The Department of Justice (DOJ) is expanding its antitrust investigation of Blue Cross plans’ use of most favored nations (MFN) clauses beyond Michigan into other states, according to media reports. DOJ and the State of Michigan filed a civil antitrust suit against Blue Cross Blue Shield of Michigan in October 2010 seeking to prohibit the Michigan Blue Cross plan from including or enforcing MFN clauses in its contracts with Michigan hospitals as an unreasonable restraint of trade under the Sherman Act. King & Spalding’s Health Headlines analyzing the Michigan lawsuit is available by clicking here.
A DOJ spokesperson reported to the Wall Street Journal that “[t]he antitrust division is investigating the possibility of anticompetitive practices involving MFN clauses in various parts of the country,” but declined to specify particular states or companies of interest. In response to that announcement, several media sources report that representatives for Blue Cross plans operating in Washington, D.C., Maryland, Northern Virginia, South Carolina and West Virginia confirmed recently receiving inquiries from the DOJ. Blue Cross plans in Ohio, Missouri and West Virginia also confirmed receiving civil investigative demands from state agencies. Representatives for the Kansas and North Carolina Blue Cross plans declined to confirm whether the plans received investigative demands.

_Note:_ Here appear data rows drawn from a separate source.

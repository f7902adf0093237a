//! Body markers on the main view.
//!
//! A marker is a filled circle centred on the body's scaled position. Its
//! radius is the body radius in pixels and does not follow the scale.
//!
//! Markers are created once per body and repositioned every tick. A marker
//! whose box leaves the canvas entirely is still moved to its true
//! coordinates; the surface just does not show it.

use crate::api::error::VisError;
use crate::api::types::ShapeId;
use crate::components::body::TrackedBody;
use crate::renderer::scale::ScaleModel;
use crate::renderer::traits::{DrawSurface, Rect};

/// Screen bounding box of `body`'s marker for the current scale.
pub fn marker_bounds<B: TrackedBody>(scale: &ScaleModel, body: &B) -> Result<Rect, VisError> {
    let center = scale.to_screen(body.position())?;
    Ok(Rect::from_center_radius(center.as_dvec2(), body.radius()))
}

/// True when the marker box lies entirely outside the view.
pub fn is_off_canvas(bounds: &Rect, scale: &ScaleModel) -> bool {
    bounds.is_outside(scale.view_width() as f64, scale.view_height() as f64)
}

/// Create the marker for `body` and attach its handle to the body.
///
/// Calling this twice for the same body leaves the first circle orphaned on
/// the surface; the body only remembers the newest one.
pub fn create_marker<S, B>(surface: &mut S, scale: &ScaleModel, body: &mut B) -> Result<ShapeId, VisError>
where
    S: DrawSurface + ?Sized,
    B: TrackedBody,
{
    let bounds = marker_bounds(scale, body)?;
    let id = surface.create_oval(bounds, body.color());

    if let Some(previous) = body.marker() {
        log::debug!("{:?} marker {} replaced by {}", body.kind(), previous, id);
    } else {
        log::debug!("{:?} marker {} created at {:?}", body.kind(), id, bounds.center());
    }
    body.attach_marker(id);
    Ok(id)
}

/// Move `body`'s marker to the body's current position.
pub fn update_marker_position<S, B>(surface: &mut S, scale: &ScaleModel, body: &B) -> Result<(), VisError>
where
    S: DrawSurface + ?Sized,
    B: TrackedBody,
{
    let id = body.marker().ok_or(VisError::MissingMarker)?;
    let bounds = marker_bounds(scale, body)?;

    if is_off_canvas(&bounds, scale) {
        log::trace!("{} is off canvas at {:?}", id, bounds.center());
    }
    if !surface.set_coords(id, bounds) {
        return Err(VisError::StaleMarker(id));
    }
    Ok(())
}

/// Update every marker in `bodies`, stopping at the first failure.
pub fn update_all_markers<S, B>(surface: &mut S, scale: &ScaleModel, bodies: &[B]) -> Result<(), VisError>
where
    S: DrawSurface + ?Sized,
    B: TrackedBody,
{
    for body in bodies {
        update_marker_position(surface, scale, body)?;
    }
    Ok(())
}

#[cfg(test)]
mod tests {
    use super::*;
    use crate::api::types::Color;
    use crate::components::body::CelestialBody;
    use crate::renderer::canvas::{Canvas, ShapeKind};
    use glam::DVec2;

    fn setup() -> (Canvas, ScaleModel) {
        let mut scale = ScaleModel::new(600, 600);
        scale.compute_scale(150.0).unwrap(); // 1.6 px per unit
        (Canvas::new(600, 600), scale)
    }

    #[test]
    fn create_places_circle_at_scaled_position() {
        let (mut canvas, scale) = setup();
        let mut body = CelestialBody::planet(DVec2::new(100.0, 100.0), DVec2::ZERO)
            .with_radius(4.0)
            .with_color(Color::BLUE);

        let id = create_marker(&mut canvas, &scale, &mut body).unwrap();
        assert_eq!(body.marker(), Some(id));

        let shape = canvas.get(id).unwrap();
        assert_eq!(shape.coords.min, DVec2::new(456.0, 136.0));
        assert_eq!(shape.coords.max, DVec2::new(464.0, 144.0));
        assert_eq!(shape.kind, ShapeKind::Oval { fill: Color::BLUE });
    }

    #[test]
    fn radius_ignores_scale() {
        let (mut canvas, mut scale) = setup();
        scale.compute_scale(1.0e6).unwrap();
        let mut body = CelestialBody::star(DVec2::ZERO, DVec2::ZERO).with_radius(10.0);
        let id = create_marker(&mut canvas, &scale, &mut body).unwrap();
        assert_eq!(canvas.get(id).unwrap().coords.width(), 20.0);
    }

    #[test]
    fn update_without_movement_is_idempotent() {
        let (mut canvas, scale) = setup();
        let mut body = CelestialBody::planet(DVec2::new(-40.0, 25.0), DVec2::ZERO);
        let id = create_marker(&mut canvas, &scale, &mut body).unwrap();
        let before = canvas.get(id).unwrap().coords;

        update_marker_position(&mut canvas, &scale, &body).unwrap();
        assert_eq!(canvas.get(id).unwrap().coords, before);
    }

    #[test]
    fn update_follows_body() {
        let (mut canvas, scale) = setup();
        let mut body = CelestialBody::planet(DVec2::ZERO, DVec2::ZERO).with_radius(2.0);
        let id = create_marker(&mut canvas, &scale, &mut body).unwrap();

        body.set_state(DVec2::new(-100.0, -100.0), DVec2::ZERO);
        update_marker_position(&mut canvas, &scale, &body).unwrap();
        assert_eq!(canvas.get(id).unwrap().coords.center(), DVec2::new(140.0, 460.0));
    }

    #[test]
    fn off_canvas_marker_lands_on_true_coordinates() {
        let (mut canvas, scale) = setup();
        let mut body = CelestialBody::planet(DVec2::ZERO, DVec2::ZERO).with_radius(5.0);
        let id = create_marker(&mut canvas, &scale, &mut body).unwrap();

        body.set_state(DVec2::new(1000.0, 0.0), DVec2::ZERO);
        update_marker_position(&mut canvas, &scale, &body).unwrap();

        let coords = canvas.get(id).unwrap().coords;
        assert!(is_off_canvas(&coords, &scale));
        assert_eq!(coords, marker_bounds(&scale, &body).unwrap());
        assert_eq!(coords.center(), DVec2::new(1900.0, 300.0));
    }

    #[test]
    fn ejected_body_stays_on_its_side() {
        let (mut canvas, scale) = setup();
        let mut body = CelestialBody::planet(DVec2::ZERO, DVec2::ZERO).with_radius(5.0);
        let id = create_marker(&mut canvas, &scale, &mut body).unwrap();

        body.set_state(DVec2::new(1.0e12, -1.0e12), DVec2::ZERO);
        update_marker_position(&mut canvas, &scale, &body).unwrap();

        let coords = canvas.get(id).unwrap().coords;
        assert!(is_off_canvas(&coords, &scale));
        // Right of and below the view, not wrapped around to the left
        assert!(coords.min.x > 600.0);
        assert!(coords.min.y > 600.0);
    }

    #[test]
    fn update_without_marker_fails() {
        let (mut canvas, scale) = setup();
        let body = CelestialBody::planet(DVec2::ZERO, DVec2::ZERO);
        assert!(matches!(
            update_marker_position(&mut canvas, &scale, &body),
            Err(VisError::MissingMarker)
        ));
    }

    #[test]
    fn update_after_surface_reset_reports_stale_marker() {
        let (mut canvas, scale) = setup();
        let mut body = CelestialBody::planet(DVec2::ZERO, DVec2::ZERO);
        let id = create_marker(&mut canvas, &scale, &mut body).unwrap();
        canvas.clear();

        match update_marker_position(&mut canvas, &scale, &body) {
            Err(VisError::StaleMarker(stale)) => assert_eq!(stale, id),
            other => panic!("expected StaleMarker, got {:?}", other),
        }
    }

    #[test]
    fn create_before_scale_fails() {
        let mut canvas = Canvas::new(600, 600);
        let scale = ScaleModel::new(600, 600);
        let mut body = CelestialBody::planet(DVec2::ZERO, DVec2::ZERO);
        assert!(matches!(
            create_marker(&mut canvas, &scale, &mut body),
            Err(VisError::UninitializedScale)
        ));
        assert!(canvas.is_empty());
        assert!(body.marker().is_none());
    }

    #[test]
    fn recreate_replaces_back_reference() {
        let (mut canvas, scale) = setup();
        let mut body = CelestialBody::planet(DVec2::ZERO, DVec2::ZERO);
        let first = create_marker(&mut canvas, &scale, &mut body).unwrap();
        let second = create_marker(&mut canvas, &scale, &mut body).unwrap();
        assert_ne!(first, second);
        assert_eq!(body.marker(), Some(second));
        assert_eq!(canvas.len(), 2);
    }

    #[test]
    fn update_all_moves_every_body() {
        let (mut canvas, scale) = setup();
        let mut bodies = vec![
            CelestialBody::star(DVec2::ZERO, DVec2::ZERO),
            CelestialBody::planet(DVec2::new(50.0, 0.0), DVec2::ZERO),
        ];
        for body in bodies.iter_mut() {
            create_marker(&mut canvas, &scale, body).unwrap();
        }
        for body in bodies.iter_mut() {
            let p = body.position;
            body.set_state(p + DVec2::new(0.0, 10.0), DVec2::ZERO);
        }
        update_all_markers(&mut canvas, &scale, &bodies).unwrap();

        for body in &bodies {
            let id = body.marker().unwrap();
            assert_eq!(canvas.get(id).unwrap().coords, marker_bounds(&scale, body).unwrap());
        }
    }
}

This expansion of DOJ’s and the States’ investigations aligns with the DOJ’s warning in October 2010 that its interest in MFN clauses could expand beyond Michigan. After announcing the Michigan probe, Assistant Attorney General for the Antitrust Division, Christine Varney, remarked: “[L]et me be clear, we will challenge similar anticompetitive behavior anywhere else in the United States.” It remains to be seen whether DOJ and the States will conclude that the other Blues Plans’ conduct also merits the initiation of antitrust litigation of the type pending against Michigan Blue Cross.